--- Dataset entries Enclosed Below ---

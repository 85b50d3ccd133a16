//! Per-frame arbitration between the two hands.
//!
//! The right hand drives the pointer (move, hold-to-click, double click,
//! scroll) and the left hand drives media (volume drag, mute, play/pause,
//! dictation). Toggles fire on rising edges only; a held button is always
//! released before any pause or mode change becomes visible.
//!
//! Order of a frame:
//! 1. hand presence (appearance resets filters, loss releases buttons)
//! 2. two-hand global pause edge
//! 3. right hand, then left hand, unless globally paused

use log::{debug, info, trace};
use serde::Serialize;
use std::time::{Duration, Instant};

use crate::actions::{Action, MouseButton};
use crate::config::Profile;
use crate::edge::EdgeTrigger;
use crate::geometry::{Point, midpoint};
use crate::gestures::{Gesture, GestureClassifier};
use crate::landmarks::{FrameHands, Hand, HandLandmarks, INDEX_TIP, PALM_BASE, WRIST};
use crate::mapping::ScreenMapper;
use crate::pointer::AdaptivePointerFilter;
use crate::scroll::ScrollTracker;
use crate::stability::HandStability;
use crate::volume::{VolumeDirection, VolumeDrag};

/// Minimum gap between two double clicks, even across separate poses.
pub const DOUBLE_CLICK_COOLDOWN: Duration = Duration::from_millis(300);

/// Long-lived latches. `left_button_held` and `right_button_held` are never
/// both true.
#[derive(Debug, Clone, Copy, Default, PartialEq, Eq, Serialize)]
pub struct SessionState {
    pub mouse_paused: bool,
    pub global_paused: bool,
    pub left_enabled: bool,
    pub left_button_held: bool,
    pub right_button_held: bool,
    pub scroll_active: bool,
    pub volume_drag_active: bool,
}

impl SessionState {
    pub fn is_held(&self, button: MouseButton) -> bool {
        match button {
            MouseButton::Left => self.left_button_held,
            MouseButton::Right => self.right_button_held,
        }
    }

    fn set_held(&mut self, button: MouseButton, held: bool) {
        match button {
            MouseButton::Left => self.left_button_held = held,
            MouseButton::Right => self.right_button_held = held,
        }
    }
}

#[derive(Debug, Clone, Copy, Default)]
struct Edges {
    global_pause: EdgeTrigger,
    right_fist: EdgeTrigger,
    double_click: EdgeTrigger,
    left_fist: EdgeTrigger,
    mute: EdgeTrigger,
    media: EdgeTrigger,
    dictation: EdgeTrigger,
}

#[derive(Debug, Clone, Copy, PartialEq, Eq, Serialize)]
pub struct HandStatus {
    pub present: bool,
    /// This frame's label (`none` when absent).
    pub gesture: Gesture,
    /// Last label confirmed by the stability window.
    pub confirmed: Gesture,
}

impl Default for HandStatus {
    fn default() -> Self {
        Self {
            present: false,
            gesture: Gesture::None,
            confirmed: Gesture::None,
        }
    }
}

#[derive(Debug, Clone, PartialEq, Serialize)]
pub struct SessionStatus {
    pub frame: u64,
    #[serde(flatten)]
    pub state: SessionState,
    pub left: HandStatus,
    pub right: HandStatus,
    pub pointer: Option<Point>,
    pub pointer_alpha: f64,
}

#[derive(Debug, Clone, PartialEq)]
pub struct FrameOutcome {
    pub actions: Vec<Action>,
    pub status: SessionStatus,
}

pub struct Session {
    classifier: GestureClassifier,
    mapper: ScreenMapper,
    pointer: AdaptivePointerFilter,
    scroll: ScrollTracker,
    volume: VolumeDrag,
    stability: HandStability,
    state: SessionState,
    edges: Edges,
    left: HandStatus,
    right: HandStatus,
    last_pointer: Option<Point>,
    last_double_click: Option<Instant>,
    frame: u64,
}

--- End of Enclosed Dataset entries ---
--- Dataset entries Enclosed Below ---

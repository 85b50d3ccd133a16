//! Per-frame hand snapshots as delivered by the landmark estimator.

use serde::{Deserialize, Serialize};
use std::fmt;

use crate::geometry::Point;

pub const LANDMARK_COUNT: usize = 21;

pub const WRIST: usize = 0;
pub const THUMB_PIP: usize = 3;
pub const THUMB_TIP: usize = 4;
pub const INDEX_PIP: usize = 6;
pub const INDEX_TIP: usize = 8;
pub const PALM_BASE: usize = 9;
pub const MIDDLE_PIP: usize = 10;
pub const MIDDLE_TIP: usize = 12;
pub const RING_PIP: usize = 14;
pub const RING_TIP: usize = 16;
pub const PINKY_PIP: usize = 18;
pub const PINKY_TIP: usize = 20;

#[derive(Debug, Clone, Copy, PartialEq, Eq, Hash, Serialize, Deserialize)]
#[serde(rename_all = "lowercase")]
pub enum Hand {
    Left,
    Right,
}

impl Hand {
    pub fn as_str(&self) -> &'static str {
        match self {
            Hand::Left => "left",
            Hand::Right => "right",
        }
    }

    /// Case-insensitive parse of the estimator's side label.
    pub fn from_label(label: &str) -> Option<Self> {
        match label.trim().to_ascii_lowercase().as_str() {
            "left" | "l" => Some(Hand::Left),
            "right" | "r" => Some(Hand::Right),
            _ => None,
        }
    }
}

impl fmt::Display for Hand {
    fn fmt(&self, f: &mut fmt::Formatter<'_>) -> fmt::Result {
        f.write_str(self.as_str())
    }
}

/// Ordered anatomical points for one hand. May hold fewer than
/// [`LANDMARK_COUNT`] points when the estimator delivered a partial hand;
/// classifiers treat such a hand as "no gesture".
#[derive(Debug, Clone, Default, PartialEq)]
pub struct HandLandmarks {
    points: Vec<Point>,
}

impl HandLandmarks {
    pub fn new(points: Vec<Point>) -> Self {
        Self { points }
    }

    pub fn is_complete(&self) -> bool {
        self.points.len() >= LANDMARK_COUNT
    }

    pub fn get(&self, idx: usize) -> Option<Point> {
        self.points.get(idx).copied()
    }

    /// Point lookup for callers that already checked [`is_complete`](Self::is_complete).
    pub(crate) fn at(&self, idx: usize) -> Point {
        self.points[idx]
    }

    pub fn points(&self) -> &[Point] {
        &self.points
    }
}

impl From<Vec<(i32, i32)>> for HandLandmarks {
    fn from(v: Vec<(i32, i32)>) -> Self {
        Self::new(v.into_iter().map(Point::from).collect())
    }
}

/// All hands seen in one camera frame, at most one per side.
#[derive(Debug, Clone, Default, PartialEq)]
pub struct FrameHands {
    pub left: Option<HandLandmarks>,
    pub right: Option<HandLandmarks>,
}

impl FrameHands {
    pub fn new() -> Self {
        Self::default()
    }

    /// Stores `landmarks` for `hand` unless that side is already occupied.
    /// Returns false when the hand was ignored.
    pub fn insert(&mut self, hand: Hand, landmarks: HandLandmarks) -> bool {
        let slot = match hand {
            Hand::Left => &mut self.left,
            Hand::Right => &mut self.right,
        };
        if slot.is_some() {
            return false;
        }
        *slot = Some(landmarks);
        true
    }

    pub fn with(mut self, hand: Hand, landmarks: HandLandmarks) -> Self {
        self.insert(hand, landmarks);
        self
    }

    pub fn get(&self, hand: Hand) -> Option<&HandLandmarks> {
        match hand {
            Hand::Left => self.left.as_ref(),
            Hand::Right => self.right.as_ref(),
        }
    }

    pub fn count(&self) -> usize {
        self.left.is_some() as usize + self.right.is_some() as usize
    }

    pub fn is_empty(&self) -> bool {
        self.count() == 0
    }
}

--- End of Enclosed Dataset entries ---
--- Dataset entries Enclosed Below ---

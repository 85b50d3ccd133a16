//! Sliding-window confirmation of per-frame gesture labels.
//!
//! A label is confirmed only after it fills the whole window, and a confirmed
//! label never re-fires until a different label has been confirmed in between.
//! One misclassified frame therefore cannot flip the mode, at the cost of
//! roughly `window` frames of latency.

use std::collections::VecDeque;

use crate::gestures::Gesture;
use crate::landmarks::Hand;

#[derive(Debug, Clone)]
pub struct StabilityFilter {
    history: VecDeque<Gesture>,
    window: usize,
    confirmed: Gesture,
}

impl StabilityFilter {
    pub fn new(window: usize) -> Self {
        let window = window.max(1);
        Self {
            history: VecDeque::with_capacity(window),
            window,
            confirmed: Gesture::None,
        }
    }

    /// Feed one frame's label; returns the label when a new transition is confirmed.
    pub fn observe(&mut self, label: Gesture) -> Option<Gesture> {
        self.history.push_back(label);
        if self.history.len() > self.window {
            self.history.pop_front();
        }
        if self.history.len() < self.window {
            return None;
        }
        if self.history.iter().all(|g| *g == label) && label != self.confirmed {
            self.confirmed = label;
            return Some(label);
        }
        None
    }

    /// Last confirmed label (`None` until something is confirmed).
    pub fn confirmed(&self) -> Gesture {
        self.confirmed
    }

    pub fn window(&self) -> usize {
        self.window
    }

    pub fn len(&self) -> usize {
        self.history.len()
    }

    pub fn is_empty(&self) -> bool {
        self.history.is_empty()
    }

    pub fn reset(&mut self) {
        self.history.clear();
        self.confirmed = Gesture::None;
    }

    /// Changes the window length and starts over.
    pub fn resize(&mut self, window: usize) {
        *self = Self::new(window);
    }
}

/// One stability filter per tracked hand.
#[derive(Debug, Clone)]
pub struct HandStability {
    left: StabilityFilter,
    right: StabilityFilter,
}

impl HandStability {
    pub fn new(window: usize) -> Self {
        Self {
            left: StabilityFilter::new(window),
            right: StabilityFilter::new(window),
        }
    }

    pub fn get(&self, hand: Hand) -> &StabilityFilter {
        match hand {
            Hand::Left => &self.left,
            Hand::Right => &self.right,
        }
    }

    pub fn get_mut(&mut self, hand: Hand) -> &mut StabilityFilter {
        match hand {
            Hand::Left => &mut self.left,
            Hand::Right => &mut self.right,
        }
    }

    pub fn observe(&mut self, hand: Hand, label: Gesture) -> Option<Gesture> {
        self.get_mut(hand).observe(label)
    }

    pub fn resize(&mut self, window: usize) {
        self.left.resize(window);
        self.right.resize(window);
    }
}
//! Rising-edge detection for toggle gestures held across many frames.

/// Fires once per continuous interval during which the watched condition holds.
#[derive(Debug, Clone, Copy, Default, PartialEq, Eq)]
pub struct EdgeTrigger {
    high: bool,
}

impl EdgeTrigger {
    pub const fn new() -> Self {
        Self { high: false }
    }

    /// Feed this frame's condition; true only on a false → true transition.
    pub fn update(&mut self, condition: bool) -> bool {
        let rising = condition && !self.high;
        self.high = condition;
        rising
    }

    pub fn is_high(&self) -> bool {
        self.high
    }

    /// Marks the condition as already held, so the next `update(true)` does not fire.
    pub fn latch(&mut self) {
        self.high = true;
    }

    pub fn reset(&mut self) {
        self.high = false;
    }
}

--- End of Enclosed Dataset entries ---

» Task:
Copy word for word the stretch of entries above from the line that has "self.get_mut(hand).observe(label)" through the line that has "#[derive(Debug, Clone, Copy, Default, PartialEq, Eq)]", both ends included, and nothing outside it.

» Task result:
        self.get_mut(hand).observe(label)
    }

    pub fn resize(&mut self, window: usize) {
        self.left.resize(window);
        self.right.resize(window);
    }
}
//! Rising-edge detection for toggle gestures held across many frames.

/// Fires once per continuous interval during which the watched condition holds.
#[derive(Debug, Clone, Copy, Default, PartialEq, Eq)]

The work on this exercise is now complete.